I型干扰素在对抗病毒感染中发挥至关重要的作用。 溶酶体相关分子LAPF是由本实验室通过大规模测序独立发现的、能够促进成纤维细胞和肿瘤细胞凋亡的新分子，我们预实验发现LAPF敲除杂合子小鼠的巨噬细胞中LAPF表达明显降低，杂合子巨噬细胞应对水泡性口炎病毒感染（VSV）时产生IFN-β显著减少；LAPF促进IFN-β报告基因活化、结合并促进Akt活化，提示LAPF可能通过活化Akt促进IFN-β产生和增强抗病毒效应。本项目拟运用首次报道的LAPF缺陷小鼠，体内体外系统研究LAPF在巨噬细胞或气管上皮细胞中促进干扰素产生和抑制病毒复制效应与作用环节；通过免疫共沉淀后质谱鉴定技术，研究调控LAPF活化的关键翻译后修饰类型及其位点、LAPF关键相互作用分子。为抗病毒天然免疫关键分子机制研究提供新线索和抗病毒药物设计提供新靶点。

Type I interferon is critical for anti-viral function by inducing interferon-stimulating gene.
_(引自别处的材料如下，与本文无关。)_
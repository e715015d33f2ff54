//! The vault session: lock state, in-memory entries, and every
//! operation a caller can perform on them.
//!
//! `VaultSession` owns its document store.  Create one with
//! `VaultSession::load`, `unlock` it with the master password, work with
//! entries, then `save` with the master password (same or new) to
//! re-key and persist.
//!
//! ```text
//! NotProvisioned --unlock--> Unlocked (empty)
//! Locked --unlock--> Unlocked --save--> Unlocked
//! Unlocked --lock--> Locked | NotProvisioned
//! ```
//!
//! Mutating operations take `&mut self`, so a second mutation can never
//! start while one is in flight, and reads cannot overlap a save.

use tracing::{debug, info, warn};
use zeroize::Zeroizing;

use super::codec::{self, Sealed};
use super::document::{VaultDocument, VAULT_DOCUMENT_ID};
use super::entry::{PasswordEntry, PlaintextEntry};
use crate::clipboard::ClipboardSink;
use crate::crypto::generator::{self, DEFAULT_LENGTH};
use crate::crypto::{decrypt, encrypt, fingerprint, Fingerprint, KdfParams};
use crate::errors::{Result, VaultError};
use crate::store::DocumentStore;

/// Tunables for a session.
#[derive(Debug, Clone, Copy, PartialEq, Eq)]
pub struct VaultOptions {
    /// Key derivation parameters for both encryption layers.
    pub kdf: KdfParams,
    /// Length of generated passwords.
    pub password_length: usize,
}

impl Default for VaultOptions {
    fn default() -> Self {
        Self {
            kdf: KdfParams::default(),
            password_length: DEFAULT_LENGTH,
        }
    }
}

/// Observable lock state of a session.
#[derive(Debug, Clone, Copy, PartialEq, Eq)]
pub enum VaultState {
    /// No vault document exists yet; unlocking starts an empty vault.
    NotProvisioned,
    /// A vault document exists and has not been decrypted.
    Locked,
    /// Entries and fingerprint are held in memory.
    Unlocked,
}

/// What an unlocked session holds.  Dropped on lock.
struct Unlocked {
    fingerprint: Fingerprint,
    entries: Vec<PasswordEntry>,
}

/// A password vault bound to a document store.
pub struct VaultSession<S: DocumentStore> {
    store: S,
    options: VaultOptions,

    /// Last document seen in or written to the store.
    document: Option<VaultDocument>,

    unlocked: Option<Unlocked>,
}

impl<S: DocumentStore> VaultSession<S> {
    // ------------------------------------------------------------------
    // Construction and lock state
    // ------------------------------------------------------------------

    /// Fetch the vault document from `store` and start locked.
    ///
    /// A missing document is not an error: the session starts in
    /// `NotProvisioned` and the first `unlock` creates an empty vault.
    pub fn load(store: S, options: VaultOptions) -> Result<Self> {
        let document = store.get(VAULT_DOCUMENT_ID)?;
        match document {
            Some(_) => debug!("vault document loaded"),
            None => info!("no vault document yet, vault is not provisioned"),
        }

        Ok(Self {
            store,
            options,
            document,
            unlocked: None,
        })
    }

    pub fn state(&self) -> VaultState {
        match (&self.unlocked, &self.document) {
            (Some(_), _) => VaultState::Unlocked,
            (None, Some(_)) => VaultState::Locked,
            (None, None) => VaultState::NotProvisioned,
        }
    }

    /// Decrypt the vault with `master_password`.
    ///
    /// On failure the session stays locked and the caller may retry.
    pub fn unlock(&mut self, master_password: &str) -> Result<()> {
        if self.unlocked.is_some() {
            return Err(VaultError::AlreadyUnlocked);
        }
        if master_password.is_empty() {
            return Err(VaultError::validation("master password cannot be empty"));
        }

        let (entries, fingerprint) = match &self.document {
            Some(document) => codec::open(document, master_password, &self.options.kdf)
                .inspect_err(|e| warn!(error = %e, "unlock failed"))?,
            None => (Vec::new(), fingerprint(master_password)),
        };

        info!(entries = entries.len(), "vault unlocked");
        self.unlocked = Some(Unlocked {
            fingerprint,
            entries,
        });
        Ok(())
    }

    /// Forget the fingerprint and all in-memory entries.
    ///
    /// Unsaved changes are discarded.
    pub fn lock(&mut self) {
        if self.unlocked.take().is_some() {
            info!("vault locked");
        }
    }

    // ------------------------------------------------------------------
    // Reads
    // ------------------------------------------------------------------

    /// All entries, in unlock order followed by any added since.
    pub fn entries(&self) -> Result<&[PasswordEntry]> {
        Ok(&self.unlocked()?.entries)
    }

    /// Entries whose service contains `query`.  An empty query matches all.
    pub fn search(&self, query: &str) -> Result<Vec<&PasswordEntry>> {
        Ok(self
            .unlocked()?
            .entries
            .iter()
            .filter(|entry| entry.service.contains(query))
            .collect())
    }

    /// Index of the first entry for `service` (and `username`, if given).
    pub fn find(&self, service: &str, username: Option<&str>) -> Result<Option<usize>> {
        Ok(self.unlocked()?.entries.iter().position(|entry| {
            entry.service == service && username.map_or(true, |u| entry.username == u)
        }))
    }

    /// Decrypt an entry's password.  Nothing is cached or persisted.
    pub fn reveal(&self, entry: &PasswordEntry) -> Result<Zeroizing<String>> {
        let session = self.unlocked()?;
        decrypt(
            &entry.password,
            session.fingerprint.as_str(),
            &self.options.kdf,
        )
    }

    /// `reveal` by index into `entries()`.
    pub fn reveal_at(&self, index: usize) -> Result<Zeroizing<String>> {
        let entry = self.entry(index)?;
        self.reveal(entry)
    }

    /// A fresh random password of the configured length.
    pub fn generate_random_password(&self) -> Result<Zeroizing<String>> {
        generator::generate_password(self.options.password_length)
    }

    // ------------------------------------------------------------------
    // In-memory mutations (persisted only by `save`)
    // ------------------------------------------------------------------

    /// Append an entry with no password and return its index.
    pub fn add(&mut self, service: &str, username: &str) -> Result<usize> {
        let session = self.unlocked_mut()?;
        session.entries.push(PasswordEntry::new(service, username));
        debug!("entry added");
        Ok(session.entries.len() - 1)
    }

    /// Change an entry's service and username.
    pub fn edit(&mut self, index: usize, service: &str, username: &str) -> Result<()> {
        let entry = self.entry_mut(index)?;
        entry.service = service.to_string();
        entry.username = username.to_string();
        Ok(())
    }

    /// Encrypt `plaintext` under the session fingerprint and store it on
    /// the entry.
    pub fn set_password(&mut self, index: usize, plaintext: &str) -> Result<()> {
        let kdf = self.options.kdf;
        let session = self.unlocked_mut()?;
        let entry = session
            .entries
            .get_mut(index)
            .ok_or_else(|| VaultError::EntryNotFound(format!("no entry at index {index}")))?;

        entry.password = encrypt(plaintext, session.fingerprint.as_str(), &kdf)?;
        Ok(())
    }

    /// Remove and return the entry at `index`.
    pub fn delete(&mut self, index: usize) -> Result<PasswordEntry> {
        let session = self.unlocked_mut()?;
        if index >= session.entries.len() {
            return Err(VaultError::EntryNotFound(format!(
                "no entry at index {index}"
            )));
        }
        debug!("entry deleted");
        Ok(session.entries.remove(index))
    }

    /// Replace every entry with `entries`, encrypted under the session
    /// fingerprint.  Returns the number imported.
    pub fn import_replacing(&mut self, entries: &[PlaintextEntry]) -> Result<usize> {
        let kdf = self.options.kdf;
        let session = self.unlocked_mut()?;

        let mut encrypted = codec::encrypt_entries(entries, &session.fingerprint, &kdf)?;
        codec::sort_entries(&mut encrypted);
        session.entries = encrypted;

        info!(entries = entries.len(), "entries replaced by import");
        Ok(entries.len())
    }

    // ------------------------------------------------------------------
    // Master-password operations
    // ------------------------------------------------------------------

    /// Re-key all entries to `master_password`, encrypt the vault under
    /// it and write the document.
    ///
    /// If sealing or the store write fails, the session is unchanged:
    /// entries stay keyed to the old fingerprint and nothing is retried.
    pub fn save(&mut self, master_password: &str, confirm: &str) -> Result<()> {
        let kdf = self.options.kdf;
        let session = self.unlocked()?;

        if master_password.is_empty() || confirm.is_empty() {
            return Err(VaultError::validation("password fields cannot be empty"));
        }
        if master_password != confirm {
            return Err(VaultError::validation("passwords do not match"));
        }

        let Sealed {
            document,
            entries,
            fingerprint,
        } = codec::seal(&session.entries, master_password, &session.fingerprint, &kdf)
            .inspect_err(|e| warn!(error = %e, "re-key failed, nothing written"))?;

        self.store.put(&document).map_err(|e| {
            warn!(error = %e, "vault document write failed");
            match e {
                VaultError::Persistence(_) => e,
                other => VaultError::Persistence(other.to_string()),
            }
        })?;

        info!(entries = entries.len(), "vault saved");
        self.document = Some(document);
        self.unlocked = Some(Unlocked {
            fingerprint,
            entries,
        });
        Ok(())
    }

    /// Decrypt every entry and render the plaintext export payload.
    ///
    /// `master_password` is checked against the session fingerprint
    /// first; a mismatch decrypts nothing.
    pub fn export_plaintext(&self, master_password: &str) -> Result<Zeroizing<String>> {
        let session = self.unlocked()?;
        if !session.fingerprint.verify(master_password) {
            warn!("export refused: password does not match session");
            return Err(VaultError::validation("invalid password"));
        }

        let plaintext =
            codec::decrypt_entries(&session.entries, &session.fingerprint, &self.options.kdf)?;
        info!(entries = plaintext.len(), "vault exported");
        codec::render_plaintext(&plaintext)
    }

    /// `export_plaintext` straight into a clipboard sink.
    pub fn export_to(&self, master_password: &str, sink: &mut dyn ClipboardSink) -> Result<usize> {
        let payload = self.export_plaintext(master_password)?;
        sink.copy(&payload)?;
        Ok(self.unlocked()?.entries.len())
    }

    // ------------------------------------------------------------------
    // Accessors
    // ------------------------------------------------------------------

    pub fn options(&self) -> &VaultOptions {
        &self.options
    }

    pub fn store(&self) -> &S {
        &self.store
    }

    /// Number of entries, or zero while locked.
    pub fn entry_count(&self) -> usize {
        self.unlocked.as_ref().map_or(0, |s| s.entries.len())
    }

    /// The last document loaded from or written to the store.
    pub fn document(&self) -> Option<&VaultDocument> {
        self.document.as_ref()
    }

    fn unlocked(&self) -> Result<&Unlocked> {
        self.unlocked.as_ref().ok_or(VaultError::VaultLocked)
    }

    fn unlocked_mut(&mut self) -> Result<&mut Unlocked> {
        self.unlocked.as_mut().ok_or(VaultError::VaultLocked)
    }

    fn entry(&self, index: usize) -> Result<&PasswordEntry> {
        self.unlocked()?
            .entries
            .get(index)
            .ok_or_else(|| VaultError::EntryNotFound(format!("no entry at index {index}")))
    }

    fn entry_mut(&mut self, index: usize) -> Result<&mut PasswordEntry> {
        self.unlocked_mut()?
            .entries
            .get_mut(index)
            .ok_or_else(|| VaultError::EntryNotFound(format!("no entry at index {index}")))
    }
}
LAPF （Lysosome-associated Apoptosis-inducing protein containing PH and FYVE domains）was first reported by our lab through large scale sequencing and it could promote apoptosis of fibroblasts. We found that LAPF expression significantly decreased in macrophage from heterozygote of LAPF knockout mice, LAPF bound Akt vigorously and promoted its activation, LAPF also increased the reporter gene of IFN-β, which indicated that LAPF may increase IFN-β production and anti-viral function by promoting Akt activation. The proposal plan to breed the homozygote LAPF knockout mice, systemically investigate the function of LAPF on type I interferon induction and the inhibition of virus replication and key signal transduction pathway in vivo and in vitro. The proposal will explore the key post-translational modification types and amino acid sites of LAPF activity regulation， the key interaction protein by constructing PH and FYVE function lost mutant and followed mass-spectrum detecting the immunoprecipitation production. The accomplishment of proposal will provide new lights on molecular mechanism of anti-viral innate immunity and novel anti-viral drug target.